The Regulator of Social Housing has published its 2021 Global Accounts today (14 December 2021), a financial overview of the social housing sector for the year ending 31 March 2021.
The report shows that the sector demonstrated a resilient financial performance in the face of testing economic and operating circumstances.
The first part of the year saw the direct impact of the pandemic including lockdowns and the closure of construction sites which resulted in delays to capital investment programmes and a fall in investment in new supply by 20%.

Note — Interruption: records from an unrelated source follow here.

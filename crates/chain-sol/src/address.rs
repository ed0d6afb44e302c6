//! Base58 value types: account addresses, blockhashes and signatures.
//!
//! Solana addresses are simply Base58-encoded 32-byte Ed25519 public keys.
//! There is no hashing step (unlike Bitcoin or Ethereum). Blockhashes use the
//! same 32-byte Base58 form and transaction signatures are 64-byte Base58.

use std::fmt;
use std::str::FromStr;

use serde::{Deserialize, Deserializer, Serialize, Serializer};

use crate::error::SolError;

macro_rules! base58_value {
    ($(#[$meta:meta])* $name:ident, $len:expr, $what:literal) => {
        $(#[$meta])*
        #[derive(Clone, Copy, PartialEq, Eq, Hash, PartialOrd, Ord)]
        pub struct $name([u8; $len]);

        impl $name {
            pub const LEN: usize = $len;

            pub const fn new(bytes: [u8; $len]) -> Self {
                Self(bytes)
            }

            pub const fn to_bytes(self) -> [u8; $len] {
                self.0
            }

            pub fn as_bytes(&self) -> &[u8; $len] {
                &self.0
            }
        }

        impl From<[u8; $len]> for $name {
            fn from(bytes: [u8; $len]) -> Self {
                Self(bytes)
            }
        }

        impl FromStr for $name {
            type Err = SolError;

            fn from_str(s: &str) -> Result<Self, Self::Err> {
                let bytes = bs58::decode(s).into_vec().map_err(|e| {
                    SolError::InvalidAddress(format!(concat!($what, " base58 decode failed: {}"), e))
                })?;
                let arr: [u8; $len] = bytes.try_into().map_err(|v: Vec<u8>| {
                    SolError::InvalidAddress(format!(
                        concat!($what, " expected {} bytes, got {}"),
                        $len,
                        v.len()
                    ))
                })?;
                Ok(Self(arr))
            }
        }

        impl fmt::Display for $name {
            fn fmt(&self, f: &mut fmt::Formatter<'_>) -> fmt::Result {
                f.write_str(&bs58::encode(&self.0).into_string())
            }
        }

        impl fmt::Debug for $name {
            fn fmt(&self, f: &mut fmt::Formatter<'_>) -> fmt::Result {
                write!(f, concat!(stringify!($name), "({})"), self)
            }
        }

        impl Serialize for $name {
            fn serialize<S: Serializer>(&self, serializer: S) -> Result<S::Ok, S::Error> {
                serializer.collect_str(self)
            }
        }

        impl<'de> Deserialize<'de> for $name {
            fn deserialize<D: Deserializer<'de>>(deserializer: D) -> Result<Self, D::Error> {
                let s = String::deserialize(deserializer)?;
                s.parse().map_err(serde::de::Error::custom)
            }
        }
    };
}

base58_value!(
    /// A Solana account address (32-byte Ed25519 public key or PDA).
    Address,
    32,
    "address"
);

base58_value!(
    /// A recent blockhash used as a transaction lifetime.
    Blockhash,
    32,
    "blockhash"
);

base58_value!(
    /// A transaction signature as returned by `sendTransaction`.
    Signature,
    64,
    "signature"
);

/// Validate a Solana address string.
///
/// A valid Solana address is a Base58-encoded string that decodes to exactly
/// 32 bytes.
pub fn validate_address(address: &str) -> Result<Address, SolError> {
    address.parse()
}

#[cfg(test)]
mod tests {
    use super::*;

    /// The System Program address is 32 zero bytes, which encodes to
    /// "11111111111111111111111111111111" in Base58.
    #[test]
    fn system_program_address() {
        let addr = Address::new([0u8; 32]);
        assert_eq!(addr.to_string(), "11111111111111111111111111111111");
    }

    #[test]
    fn parse_and_display_token_program() {
        let address = "TokenkegQfeZyiNwAJbNbGKPFXCWuBvf9Ss623VQ5DA";
        let parsed: Address = address.parse().unwrap();
        assert_eq!(parsed.to_string(), address);
    }

    #[test]
    fn validate_garbage_returns_error() {
        assert!(validate_address("not-a-valid-address!!!").is_err());
    }

    #[test]
    fn validate_too_short_returns_error() {
        // "1" decodes to a single zero byte, which is not 32 bytes.
        let err = validate_address("1").unwrap_err();
        assert!(err.to_string().contains("expected 32 bytes, got 1"));
    }

    #[test]
    fn blockhash_rejects_signature_length() {
        let sig = Signature::new([7u8; 64]).to_string();
        assert!(sig.parse::<Blockhash>().is_err());
        assert_eq!(sig.parse::<Signature>().unwrap(), Signature::new([7u8; 64]));
    }

    #[test]
    fn serde_uses_base58_strings() {
        let addr = Address::new([0xffu8; 32]);
        let json = serde_json::to_string(&addr).unwrap();
        assert_eq!(json, format!("\"{addr}\""));
        let back: Address = serde_json::from_str(&json).unwrap();
        assert_eq!(back, addr);
    }

    #[test]
    fn debug_shows_type_and_base58() {
        let hash = Blockhash::new([0u8; 32]);
        assert_eq!(
            format!("{hash:?}"),
            "Blockhash(11111111111111111111111111111111)"
        );
    }
}
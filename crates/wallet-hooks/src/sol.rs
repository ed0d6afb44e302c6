//! Native SOL transfers.

use std::sync::Arc;

use async_trait::async_trait;
use chain_sol::{build_sol_transfer, Address, Signature, SolError, SolanaRpc, TransactionMessage};

use crate::controller::{resolve_authority, AsyncController, AuthorityProvider};
use crate::emitter::Subscription;
use crate::error::HookError;
use crate::send::{prepare_and_send, SendOptions};
use crate::signer::TransactionSigner;
use crate::state::AsyncState;

#[derive(Clone)]
pub struct SolTransferInput {
    pub destination: Address,
    pub lamports: u64,
    pub authority: Option<Arc<dyn TransactionSigner>>,
}

impl SolTransferInput {
    pub fn new(destination: Address, lamports: u64) -> Self {
        Self {
            destination,
            lamports,
            authority: None,
        }
    }

    #[must_use]
    pub fn with_authority(mut self, authority: Arc<dyn TransactionSigner>) -> Self {
        self.authority = Some(authority);
        self
    }
}

#[derive(Clone)]
pub struct SolTransfer {
    pub authority: Arc<dyn TransactionSigner>,
    pub destination: Address,
    pub lamports: u64,
}

#[async_trait]
pub trait SolTransferHelper: Send + Sync {
    async fn send_transfer(
        &self,
        transfer: SolTransfer,
        options: &SendOptions,
    ) -> Result<Signature, HookError>;
}

/// System-program transfers paid and signed by the authority.
pub struct SolHelper {
    rpc: Arc<dyn SolanaRpc>,
}

impl SolHelper {
    pub fn new(rpc: Arc<dyn SolanaRpc>) -> Self {
        Self { rpc }
    }

    pub fn build_transfer_message(
        &self,
        transfer: &SolTransfer,
    ) -> Result<TransactionMessage, HookError> {
        let from = transfer.authority.address();
        Ok(TransactionMessage::new()
            .with_fee_payer(from)
            .with_instruction(build_sol_transfer(
                &from,
                &transfer.destination,
                transfer.lamports,
            )?))
    }

    pub async fn fetch_balance(&self, address: &Address) -> Result<u64, HookError> {
        let response = self
            .rpc
            .get_balance(address)
            .await
            .map_err(SolError::from)?;
        Ok(response.value)
    }
}

#[async_trait]
impl SolTransferHelper for SolHelper {
    async fn send_transfer(
        &self,
        transfer: SolTransfer,
        options: &SendOptions,
    ) -> Result<Signature, HookError> {
        let message = self.build_transfer_message(&transfer)?;
        tracing::debug!(
            destination = %transfer.destination,
            lamports = transfer.lamports,
            "sending SOL transfer"
        );
        prepare_and_send(
            self.rpc.as_ref(),
            &message,
            transfer.authority.as_ref(),
            options,
        )
        .await
    }
}

/// Tracks SOL transfer sends. Only the authority needs resolving.
#[derive(Clone)]
pub struct SolTransferController {
    controller: AsyncController<Signature>,
    helper: Arc<dyn SolTransferHelper>,
    authority_provider: Option<AuthorityProvider>,
    options: SendOptions,
}

impl SolTransferController {
    pub fn new(helper: Arc<dyn SolTransferHelper>) -> Self {
        Self {
            controller: AsyncController::new("sol-transfer"),
            helper,
            authority_provider: None,
            options: SendOptions::default(),
        }
    }

    #[must_use]
    pub fn with_authority_provider(mut self, provider: AuthorityProvider) -> Self {
        self.authority_provider = Some(provider);
        self
    }

    #[must_use]
    pub fn with_send_options(mut self, options: SendOptions) -> Self {
        self.options = options;
        self
    }

    pub fn get_state(&self) -> AsyncState<Signature> {
        self.controller.get_state()
    }

    pub fn subscribe<F>(&self, listener: F) -> Subscription
    where
        F: Fn() + Send + Sync + 'static,
    {
        self.controller.subscribe(listener)
    }

    pub fn reset(&self) {
        self.controller.reset();
    }

    pub async fn send(&self, input: SolTransferInput) -> Result<Signature, HookError> {
        self.send_with(input, &self.options).await
    }

    pub async fn send_with(
        &self,
        input: SolTransferInput,
        options: &SendOptions,
    ) -> Result<Signature, HookError> {
        let authority = resolve_authority(
            input.authority,
            self.authority_provider.as_ref(),
            "sending SOL",
        )?;
        let transfer = SolTransfer {
            authority,
            destination: input.destination,
            lamports: input.lamports,
        };
        self.controller
            .run(self.helper.send_transfer(transfer, options))
            .await
    }
}
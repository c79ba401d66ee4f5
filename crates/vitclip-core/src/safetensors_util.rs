use std::collections::HashSet;
use std::fs::File;
use std::path::Path;

use log::debug;
use memmap2::MmapOptions;
use safetensors::SafeTensors;
use tch::{nn, Kind, Tensor};

use crate::error::{BackboneError, Result};
use crate::init::variables_under;

/// Outcome of a non-strict load.
#[derive(Debug, Default, Clone, PartialEq, Eq)]
pub struct LoadReport {
    pub loaded: Vec<String>,
    /// Variables of the store that received no tensor.
    pub missing: Vec<String>,
    /// Tensors of the file with no matching variable.
    pub unexpected: Vec<String>,
}

fn join_name(prefix: &str, name: &str) -> String {
    if prefix.is_empty() {
        name.to_string()
    } else {
        format!("{}.{}", prefix, name)
    }
}

/// Reads every tensor of a safetensors file onto the CPU, sorted by name.
pub fn read_tensors<P: AsRef<Path>>(path: P) -> Result<Vec<(String, Tensor)>> {
    let file = File::open(path)?;
    let buffer = unsafe { MmapOptions::new().map(&file)? };
    let tensors = SafeTensors::deserialize(&buffer)?;

    let mut out = Vec::with_capacity(tensors.len());
    for (name, view) in tensors.tensors() {
        let shape: Vec<i64> = view.shape().iter().map(|&x| x as i64).collect();
        let kind = match view.dtype() {
            safetensors::Dtype::F32 => Kind::Float,
            safetensors::Dtype::F16 => Kind::Half,
            safetensors::Dtype::BF16 => Kind::BFloat16,
            other => return Err(BackboneError::UnsupportedDtype(format!("{:?}", other))),
        };
        out.push((name, Tensor::from_data_size(view.data(), &shape, kind)));
    }
    out.sort_by(|a, b| a.0.cmp(&b.0));
    Ok(out)
}

/// Copies tensors into the variables under `prefix` whose names match.
/// Tensors without a variable are reported as unexpected, variables without
/// a tensor as missing. A shape mismatch aborts the load.
pub fn load_partial<I>(vs: &nn::VarStore, prefix: &str, tensors: I) -> Result<LoadReport>
where
    I: IntoIterator<Item = (String, Tensor)>,
{
    let mut variables = vs.variables();
    let mut report = LoadReport::default();

    for (name, tensor) in tensors {
        let target = join_name(prefix, &name);
        match variables.get_mut(&target) {
            Some(var) => {
                if var.size() != tensor.size() {
                    return Err(BackboneError::Shape(format!(
                        "{}: expected {:?}, found {:?}",
                        target,
                        var.size(),
                        tensor.size()
                    )));
                }
                let src = tensor.to_kind(var.kind()).to_device(var.device());
                tch::no_grad(|| var.copy_(&src));
                debug!("loaded tensor: {}", target);
                report.loaded.push(target);
            }
            None => report.unexpected.push(name),
        }
    }

    let loaded: HashSet<&String> = report.loaded.iter().collect();
    report.missing = variables_under(vs, prefix)
        .into_iter()
        .map(|(name, _)| name)
        .filter(|name| !loaded.contains(name))
        .collect();
    Ok(report)
}

/// Loads a whole checkpoint written by [`save_safetensors`].
pub fn load_safetensors<P: AsRef<Path>>(vs: &nn::VarStore, path: P) -> Result<LoadReport> {
    load_partial(vs, "", read_tensors(path)?)
}

pub fn save_safetensors<P: AsRef<Path>>(vs: &nn::VarStore, path: P) -> Result<()> {
    let named: Vec<(String, Tensor)> = variables_under(vs, "")
        .into_iter()
        .map(|(name, var)| (name, var.to_device(tch::Device::Cpu)))
        .collect();
    Tensor::write_safetensors(&named, path)?;
    Ok(())
}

Some major repair programmes were also affected.
However, expenditure on routine repairs was maintained over the year.
Other highlights included the following:
- Despite the challenges, providers’ underlying surplus in the year fell only slightly from £2.7bn to £2.6bn.
- The impact of rent increases returning to CPI +1% from April 2020 was offset by lower sales of properties held for rent and an increase in net finance costs.
- There was limited movement in arrears.
- The housing market remained strong despite closing for a period and income from first tranche shared ownership sales and outright market sales stayed at the same level as 2019/20 at about £0.5bn.
The robust financial performance in the year was backed up by strong liquidity and investor confidence.
The sector agreed the highest level of new facilities recorded in a single year at £15.1bn, and drawn debt increased to £86.3bn.
The sector remains committed to future growth, with capital commitments of £38.7bn (a 5% increase on 2020).
This commitment is reflected in providers’ financial forecasts which show planned increases in investment in energy efficiency and building safety as well as catch-up spend on major repairs.
Fiona MacGregor, Chief Executive of RSH said:
“Despite strong headwinds, housing associations and other private social housing providers responded well during 2020/21 to maintain their financial resilience, attract investment and continue to deliver essential services.
The continuing uncertainty of the pandemic coupled with wider macroeconomic and operational challenges mean providers must maintain their focus on delivering their core purpose and communicating effectively with stakeholders.
It is vitally important that boards and executives manage risks effectively to ensure their continued financial viability and so protect tenants’ homes.”